Jakarta (AsiaNews) – The Kelompok Bakti Kasih Kemanusiaan (KBKK), a lay Catholic humanitarian group, carried out a two-week mission among indigenous communities in Agats, eastern Indonesia. Twenty-four lay people with a mixed professional background performed pastoral and humanitarian work in one of the country’s remotest and most neglected dioceses, Agats-Timika, some nine hours by plane from Jakarta, plus an hour by small boat.

Ingrid Barata headed the mission. Speaking to AsiaNews, she said the group included people from different provinces. The trip to Agats was a tense one. Timika, the town closest to Agats, and its only point of access, was recently racked by mass demonstrations by miners working for the Freeport Company.

Unknown gunmen fired on protesters, killing a number of them. “We were held back at the airport for security reasons until things quieted down. They eventually flew us to our destination on small planes,” said former Jesuit Abdi Susanto, who also took part in the mission.

The situation was still tense because of political unrest in Timika and Jayapura. The group was forced to split up, stopping at different airports for security reasons and because of fuel shortages.

After 24 hours, they all made it to their destination, in the heart of the Papuan jungle, a place where people lead a simple life, based on fishing, hunting and gathering. Because the land is swampy and has no drinking water, rainwater must be collected in big tanks for human consumption.
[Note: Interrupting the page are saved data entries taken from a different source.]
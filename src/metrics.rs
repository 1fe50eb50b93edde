//! Efficiency / purity metrics and the sink they are reported to.

use std::collections::BTreeMap;

use serde::{Deserialize, Serialize};

use crate::model::EdgeSet;
use crate::{Error, Result};

/// A ratio metric. `Undefined` stands in for a zero denominator (e.g. a
/// batch with no truth edges); callers check for it instead of catching
/// a division error.
#[derive(Debug, Clone, Copy, PartialEq, Serialize, Deserialize)]
pub enum Metric {
    Value(f64),
    Undefined,
}

impl Metric {
    pub fn ratio(numerator: usize, denominator: usize) -> Self {
        if denominator == 0 {
            Metric::Undefined
        } else {
            Metric::Value(numerator as f64 / denominator as f64)
        }
    }

    pub fn value(self) -> Option<f64> {
        match self {
            Metric::Value(v) => Some(v),
            Metric::Undefined => None,
        }
    }

    pub fn is_defined(self) -> bool {
        matches!(self, Metric::Value(_))
    }
}

impl From<f32> for Metric {
    fn from(v: f32) -> Self {
        Metric::Value(v as f64)
    }
}

impl std::fmt::Display for Metric {
    fn fmt(&self, f: &mut std::fmt::Formatter<'_>) -> std::fmt::Result {
        match self {
            Metric::Value(v) => write!(f, "{v:.6}"),
            Metric::Undefined => write!(f, "undefined"),
        }
    }
}

/// True positives over total truth.
pub fn efficiency(true_positives: usize, total_truth: usize) -> Metric {
    Metric::ratio(true_positives, total_truth)
}

/// True positives over total predicted.
pub fn purity(true_positives: usize, total_predicted: usize) -> Metric {
    Metric::ratio(true_positives, total_predicted)
}

/// True positives over the predicted edges joining different detector
/// modules.
pub fn module_veto_purity(true_positives: usize, edges: &EdgeSet, modules: &[u64]) -> Result<Metric> {
    let mut cross_module = 0usize;
    for e in edges {
        let (a, b) = (module_of(modules, e.src)?, module_of(modules, e.dst)?);
        if a != b {
            cross_module += 1;
        }
    }
    Ok(Metric::ratio(true_positives, cross_module))
}

fn module_of(modules: &[u64], node: u32) -> Result<u64> {
    modules.get(node as usize).copied().ok_or(Error::NodeOutOfBounds {
        node: node as u64,
        bound: modules.len() as u64,
    })
}

// ============================================================================
// Sinks
// ============================================================================

/// Receiver of named scalar metrics (e.g. an experiment logger).
pub trait MetricsSink {
    fn record(&mut self, key: &str, value: Metric);

    fn record_all(&mut self, values: &BTreeMap<String, Metric>) {
        for (key, value) in values {
            self.record(key, *value);
        }
    }
}

/// Keeps the latest value per key.
#[derive(Debug, Clone, Default)]
pub struct MemoryMetricsSink {
    values: BTreeMap<String, Metric>,
}

impl MemoryMetricsSink {
    pub fn new() -> Self {
        Self::default()
    }

    pub fn get(&self, key: &str) -> Option<Metric> {
        self.values.get(key).copied()
    }

    pub fn values(&self) -> &BTreeMap<String, Metric> {
        &self.values
    }
}

impl MetricsSink for MemoryMetricsSink {
    fn record(&mut self, key: &str, value: Metric) {
        self.values.insert(key.to_string(), value);
    }
}

/// Emits each metric as a `tracing` event.
#[derive(Debug, Clone, Copy, Default)]
pub struct TracingMetricsSink;

impl MetricsSink for TracingMetricsSink {
    fn record(&mut self, key: &str, value: Metric) {
        tracing::info!(metric = key, %value, "metric");
    }
}
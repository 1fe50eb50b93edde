//! Edge collections, optionally labeled and weighted.

use serde::{Deserialize, Serialize};

use super::Edge;
use crate::{Error, Result};

/// An ordered collection of edges.
///
/// Operations never mutate an edge set handed to them; every stage
/// builds a fresh one.
#[derive(Debug, Clone, Default, PartialEq, Eq, Serialize, Deserialize)]
#[serde(transparent)]
pub struct EdgeSet {
    edges: Vec<Edge>,
}

impl EdgeSet {
    pub fn new() -> Self {
        Self { edges: Vec::new() }
    }

    pub fn with_capacity(capacity: usize) -> Self {
        Self { edges: Vec::with_capacity(capacity) }
    }

    pub fn from_edges(edges: Vec<Edge>) -> Self {
        Self { edges }
    }

    pub fn from_pairs(pairs: impl IntoIterator<Item = (u32, u32)>) -> Self {
        Self { edges: pairs.into_iter().map(Edge::from).collect() }
    }

    pub fn len(&self) -> usize {
        self.edges.len()
    }

    pub fn is_empty(&self) -> bool {
        self.edges.is_empty()
    }

    pub fn iter(&self) -> std::slice::Iter<'_, Edge> {
        self.edges.iter()
    }

    pub fn as_slice(&self) -> &[Edge] {
        &self.edges
    }

    pub fn into_vec(self) -> Vec<Edge> {
        self.edges
    }

    pub fn push(&mut self, edge: Edge) {
        self.edges.push(edge);
    }

    /// Append every edge of `other`, keeping duplicates.
    pub fn extend_from(&mut self, other: &EdgeSet) {
        self.edges.extend_from_slice(&other.edges);
    }

    /// Largest node id referenced, or `None` for an empty set.
    pub fn max_node(&self) -> Option<u32> {
        self.edges.iter().map(|e| e.max_node()).max()
    }

    /// Smallest id space `[0, N)` that contains every endpoint.
    pub fn id_space(&self) -> usize {
        self.max_node().map_or(0, |m| m as usize + 1)
    }

    /// Fail with `NodeOutOfBounds` if any endpoint is `>= bound`.
    pub fn check_bounds(&self, bound: usize) -> Result<()> {
        match self.edges.iter().find(|e| e.max_node() as usize >= bound) {
            Some(e) => Err(Error::NodeOutOfBounds {
                node: e.max_node() as u64,
                bound: bound as u64,
            }),
            None => Ok(()),
        }
    }

    /// Every edge flipped, same order.
    pub fn reversed(&self) -> Self {
        Self { edges: self.edges.iter().map(|e| e.reversed()).collect() }
    }

    /// The set followed by its reversal: the undirected reading of a
    /// truth graph, where both orientations count as a match.
    pub fn bidirectional(&self) -> Self {
        let mut edges = Vec::with_capacity(self.edges.len() * 2);
        edges.extend_from_slice(&self.edges);
        edges.extend(self.edges.iter().map(|e| e.reversed()));
        Self { edges }
    }

    /// Sorted, distinct node ids touched by any edge.
    pub fn unique_nodes(&self) -> Vec<u32> {
        let mut nodes: Vec<u32> = self.edges.iter().flat_map(|e| [e.src, e.dst]).collect();
        nodes.sort_unstable();
        nodes.dedup();
        nodes
    }
}

impl FromIterator<Edge> for EdgeSet {
    fn from_iter<I: IntoIterator<Item = Edge>>(iter: I) -> Self {
        Self { edges: iter.into_iter().collect() }
    }
}

impl<'a> IntoIterator for &'a EdgeSet {
    type Item = &'a Edge;
    type IntoIter = std::slice::Iter<'a, Edge>;

    fn into_iter(self) -> Self::IntoIter {
        self.edges.iter()
    }
}

/// Edge set plus a boolean correctness label per edge.
///
/// `labels[i]` refers to `edges[i]`; the lengths always agree.
#[derive(Debug, Clone, Default, PartialEq, Eq, Serialize, Deserialize)]
pub struct LabeledEdgeSet {
    edges: EdgeSet,
    labels: Vec<bool>,
}

impl LabeledEdgeSet {
    pub fn new(edges: EdgeSet, labels: Vec<bool>) -> Result<Self> {
        if edges.len() != labels.len() {
            return Err(Error::LengthMismatch {
                what: "edge labels",
                expected: edges.len(),
                got: labels.len(),
            });
        }
        Ok(Self { edges, labels })
    }

    pub fn empty() -> Self {
        Self::default()
    }

    pub fn edges(&self) -> &EdgeSet {
        &self.edges
    }

    pub fn labels(&self) -> &[bool] {
        &self.labels
    }

    pub fn len(&self) -> usize {
        self.edges.len()
    }

    pub fn is_empty(&self) -> bool {
        self.edges.is_empty()
    }

    /// Number of edges labeled true.
    pub fn true_count(&self) -> usize {
        self.labels.iter().filter(|&&y| y).count()
    }

    pub fn iter(&self) -> impl Iterator<Item = (Edge, bool)> + '_ {
        self.edges.iter().copied().zip(self.labels.iter().copied())
    }

    pub fn into_parts(self) -> (EdgeSet, Vec<bool>) {
        (self.edges, self.labels)
    }
}

/// Labeled edges with a per-edge loss weight, ready for distance
/// computation.
#[derive(Debug, Clone, Default, PartialEq, Serialize, Deserialize)]
pub struct TrainingSet {
    edges: EdgeSet,
    labels: Vec<bool>,
    weights: Vec<f32>,
}

impl TrainingSet {
    pub fn new(edges: EdgeSet, labels: Vec<bool>, weights: Vec<f32>) -> Result<Self> {
        if labels.len() != edges.len() {
            return Err(Error::LengthMismatch {
                what: "training labels",
                expected: edges.len(),
                got: labels.len(),
            });
        }
        if weights.len() != edges.len() {
            return Err(Error::LengthMismatch {
                what: "training weights",
                expected: edges.len(),
                got: weights.len(),
            });
        }
        Ok(Self { edges, labels, weights })
    }

    pub fn edges(&self) -> &EdgeSet {
        &self.edges
    }

    pub fn labels(&self) -> &[bool] {
        &self.labels
    }

    pub fn weights(&self) -> &[f32] {
        &self.weights
    }

    pub fn len(&self) -> usize {
        self.edges.len()
    }

    pub fn is_empty(&self) -> bool {
        self.edges.is_empty()
    }

    pub fn positives(&self) -> usize {
        self.labels.iter().filter(|&&y| y).count()
    }
}
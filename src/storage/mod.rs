//! # Graph Store Trait
//!
//! The contract between the pipeline and wherever event graphs live.
//! Items are addressed by a string id and stored as serialized
//! `EventGraph` documents.
//!
//! ## Implementations
//!
//! | Store | Module | Description |
//! |-------|--------|-------------|
//! | `MemoryGraphStore` | `memory` | In-memory, for tests and embedding |
//! | `DirectoryGraphStore` | `directory` | One `<id>.json` file per event (feature `fs`) |

pub mod memory;
#[cfg(feature = "fs")]
pub mod directory;

use async_trait::async_trait;

use crate::model::EventGraph;
use crate::{Error, Result};

pub use memory::MemoryGraphStore;
#[cfg(feature = "fs")]
pub use directory::DirectoryGraphStore;

// ============================================================================
// Store configuration
// ============================================================================

/// Where a collection lives.
#[derive(Debug, Clone)]
pub enum StoreConfig {
    /// In-memory (no persistence)
    Memory,

    /// A directory of JSON documents
    #[cfg(feature = "fs")]
    Directory { path: std::path::PathBuf },
}

// ============================================================================
// GraphStore Trait
// ============================================================================

/// Keyed collection of event graphs.
///
/// `load` fails with `Error::NotFound` for an unknown id and with
/// `Error::Serialization` when the stored bytes are not a valid graph;
/// bulk loaders treat the latter as a skippable item.
#[async_trait]
pub trait GraphStore: Send + Sync + 'static {
    /// All ids in the store, ascending.
    async fn list(&self) -> Result<Vec<String>>;

    async fn load(&self, id: &str) -> Result<EventGraph>;

    /// Insert or replace.
    async fn save(&self, id: &str, graph: &EventGraph) -> Result<()>;

    /// Number of stored items.
    async fn count(&self) -> Result<usize> {
        Ok(self.list().await?.len())
    }
}

#[async_trait]
impl<T: GraphStore + ?Sized> GraphStore for Box<T> {
    async fn list(&self) -> Result<Vec<String>> {
        (**self).list().await
    }

    async fn load(&self, id: &str) -> Result<EventGraph> {
        (**self).load(id).await
    }

    async fn save(&self, id: &str, graph: &EventGraph) -> Result<()> {
        (**self).save(id, graph).await
    }

    async fn count(&self) -> Result<usize> {
        (**self).count().await
    }
}

/// Open the store `config` describes.
pub async fn open_store(config: &StoreConfig) -> Result<Box<dyn GraphStore>> {
    match config {
        StoreConfig::Memory => Ok(Box::new(MemoryGraphStore::new())),
        #[cfg(feature = "fs")]
        StoreConfig::Directory { path } => Ok(Box::new(DirectoryGraphStore::open(path.clone()).await?)),
    }
}

/// Ids become file names in some stores; keep them to one path segment.
pub(crate) fn check_id(id: &str) -> Result<()> {
    if id.is_empty() || id == "." || id == ".." || id.contains(['/', '\\']) {
        return Err(Error::Storage(format!("invalid item id {id:?}")));
    }
    Ok(())
}
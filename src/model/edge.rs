//! Edge and its scalar code.

use serde::{Deserialize, Serialize};

/// An ordered pair of node ids. Orientation matters for encoding.
#[derive(Debug, Clone, Copy, PartialEq, Eq, Hash, PartialOrd, Ord, Serialize, Deserialize)]
pub struct Edge {
    pub src: u32,
    pub dst: u32,
}

impl Edge {
    pub fn new(src: u32, dst: u32) -> Self {
        Self { src, dst }
    }

    /// The same edge pointing the other way.
    pub fn reversed(self) -> Self {
        Self { src: self.dst, dst: self.src }
    }

    pub fn is_self_loop(self) -> bool {
        self.src == self.dst
    }

    /// Largest endpoint id.
    pub fn max_node(self) -> u32 {
        self.src.max(self.dst)
    }
}

impl From<(u32, u32)> for Edge {
    fn from((src, dst): (u32, u32)) -> Self {
        Self { src, dst }
    }
}

impl std::fmt::Display for Edge {
    fn fmt(&self, f: &mut std::fmt::Formatter<'_>) -> std::fmt::Result {
        write!(f, "({}, {})", self.src, self.dst)
    }
}

/// Scalar code of one ordered edge under the Cantor pairing.
///
/// Two edges with equal codes are the same edge, so codes can be sorted,
/// hashed and deduplicated in place of the pairs they stand for.
#[derive(Debug, Clone, Copy, PartialEq, Eq, Hash, PartialOrd, Ord, Serialize, Deserialize)]
pub struct PairCode(pub u64);

impl std::fmt::Display for PairCode {
    fn fmt(&self, f: &mut std::fmt::Formatter<'_>) -> std::fmt::Result {
        write!(f, "{}", self.0)
    }
}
The humanitarian mission focused on four different areas, far from Agats. “At least three or four hours of navigation on small boats were needed to reach our destination,” Suparman Surjadi, from Bogor, told AsiaNews.

In the two-week period, natives were provided with necessities, as well as medical and health care, Mgr Aloysius Murwito, OFM, said as he praised the group for its work. “I am grateful to God that in Indonesia the Church has the KBKK, which is committed to serving others.”

To date, the KBKK has carried out missions in 24 Indonesian dioceses, offering aid to areas affected by natural disasters.